Post by Username17 »

In 2e some of the costs were changed and a lot of them were lowered, and, more importantly, the demi-human level limits were raised to the point where elves could become arch-mages, and at that point things were pretty much over because when you've got 500 years of lifespan or whatever to burn, handing over seven of them to have one of your wishes granted is pretty much a no-brainer.


Worse than that. Much worse. Remember that some of the NPC spellcasters include Metallic Dragons, who if you'll recall are immortal and gain power and caster levels from age. So why wouldn't a Gold Dragon raise your character? I mean, if he raises enough characters from the dead he gets an extra hit point per hit die bonus.
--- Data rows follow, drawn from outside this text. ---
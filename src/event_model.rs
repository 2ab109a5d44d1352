//! Inbound event message types
//!
//! Deserialized from the `{main_topic}/events` JSON payload published by
//! the camera NVR. Unknown fields are ignored so schema additions upstream
//! do not break parsing.

use serde::{Deserialize, Serialize};

/// Message kind within an event lifecycle
#[derive(Debug, Clone, Copy, PartialEq, Eq, Serialize, Deserialize)]
#[serde(rename_all = "snake_case")]
pub enum MessageKind {
    New,
    Update,
    /// Terminal message; the event id will not be seen again
    End,
    #[serde(other)]
    Unknown,
}

impl MessageKind {
    pub fn is_terminal(&self) -> bool {
        matches!(self, MessageKind::End)
    }
}

/// One attribute attached to a detection (e.g. a scored license plate box)
#[derive(Debug, Clone, Serialize, Deserialize)]
pub struct EventAttribute {
    pub label: String,

    #[serde(default)]
    pub score: Option<f64>,

    /// Normalized [x, y, w, h] within the frame
    #[serde(rename = "box", default)]
    pub bounding_box: Option<[f64; 4]>,
}

/// The `before` snapshot of an event; only the score trajectory matters here
#[derive(Debug, Clone, Default, Serialize, Deserialize)]
pub struct BeforeData {
    #[serde(default)]
    pub top_score: Option<f64>,
}

/// The `after` snapshot of an event
#[derive(Debug, Clone, Serialize, Deserialize)]
pub struct EventData {
    pub id: String,
    pub camera: String,

    #[serde(default)]
    pub label: String,

    #[serde(default)]
    pub current_zones: Vec<String>,

    #[serde(default)]
    pub current_attributes: Vec<EventAttribute>,

    #[serde(default)]
    pub has_snapshot: bool,

    /// Unix timestamp of the event start
    #[serde(default)]
    pub start_time: f64,

    #[serde(default)]
    pub top_score: Option<f64>,
}

/// Full inbound event message
#[derive(Debug, Clone, Serialize, Deserialize)]
pub struct EventMessage {
    #[serde(default)]
    pub before: BeforeData,

    pub after: EventData,

    #[serde(rename = "type")]
    pub kind: MessageKind,
}

impl EventMessage {
    pub fn parse(payload: &[u8]) -> serde_json::Result<Self> {
        serde_json::from_slice(payload)
    }
}

#[cfg(test)]
mod tests {
    use super::*;

    #[test]
    fn test_parse_update_message() {
        let payload = r#"{
            "before": {"top_score": 0.7},
            "after": {
                "id": "1700000000.123-abcd",
                "camera": "front",
                "label": "car",
                "current_zones": ["driveway"],
                "current_attributes": [
                    {"label": "license_plate", "score": 0.85, "box": [0.1, 0.2, 0.05, 0.03]}
                ],
                "has_snapshot": true,
                "start_time": 1700000000.1,
                "top_score": 0.8
            },
            "type": "update"
        }"#;

        let message = EventMessage::parse(payload.as_bytes()).unwrap();
        assert_eq!(message.kind, MessageKind::Update);
        assert!(!message.kind.is_terminal());
        assert_eq!(message.after.id, "1700000000.123-abcd");
        assert_eq!(message.after.camera, "front");
        assert_eq!(message.before.top_score, Some(0.7));
        assert_eq!(message.after.current_attributes.len(), 1);
        assert_eq!(
            message.after.current_attributes[0].bounding_box,
            Some([0.1, 0.2, 0.05, 0.03])
        );
    }

    #[test]
    fn test_parse_end_message_with_sparse_fields() {
        let payload = r#"{
            "after": {"id": "evt-9", "camera": "rear"},
            "type": "end"
        }"#;

        let message = EventMessage::parse(payload.as_bytes()).unwrap();
        assert!(message.kind.is_terminal());
        assert!(message.after.current_zones.is_empty());
        assert!(!message.after.has_snapshot);
        assert_eq!(message.before.top_score, None);
    }

    #[test]
    fn test_unknown_kind_is_tolerated() {
        let payload = r#"{"after": {"id": "e", "camera": "c"}, "type": "renamed"}"#;
        let message = EventMessage::parse(payload.as_bytes()).unwrap();
        assert_eq!(message.kind, MessageKind::Unknown);
        assert!(!message.kind.is_terminal());
    }

    #[test]
    fn test_missing_after_id_is_an_error() {
        let payload = r#"{"after": {"camera": "front"}, "type": "update"}"#;
        assert!(EventMessage::parse(payload.as_bytes()).is_err());
    }
}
Of course, the entire concept of level limits for player races was pretty sketchy. In AD&D there was an optional rule that eliminated them, and I have literally never seen anyone not use that optional rule. As far as I know, in 2e using the level limits was the optional rule, and noone played with it. In short, I have never seen a game being played which had level limits for halflings.

Restricted classes and multiclass combinations yes, level limits no.

I suppose this might be known as the Arioch fallacy, the "I know my rules are broken, I just don't care" line, because I seem to say it an awful lot.


Hey, as long as you keep getting winners in Tic Tac Toe, why move on to RPS? I mean, that game comes up a draw one third of the time.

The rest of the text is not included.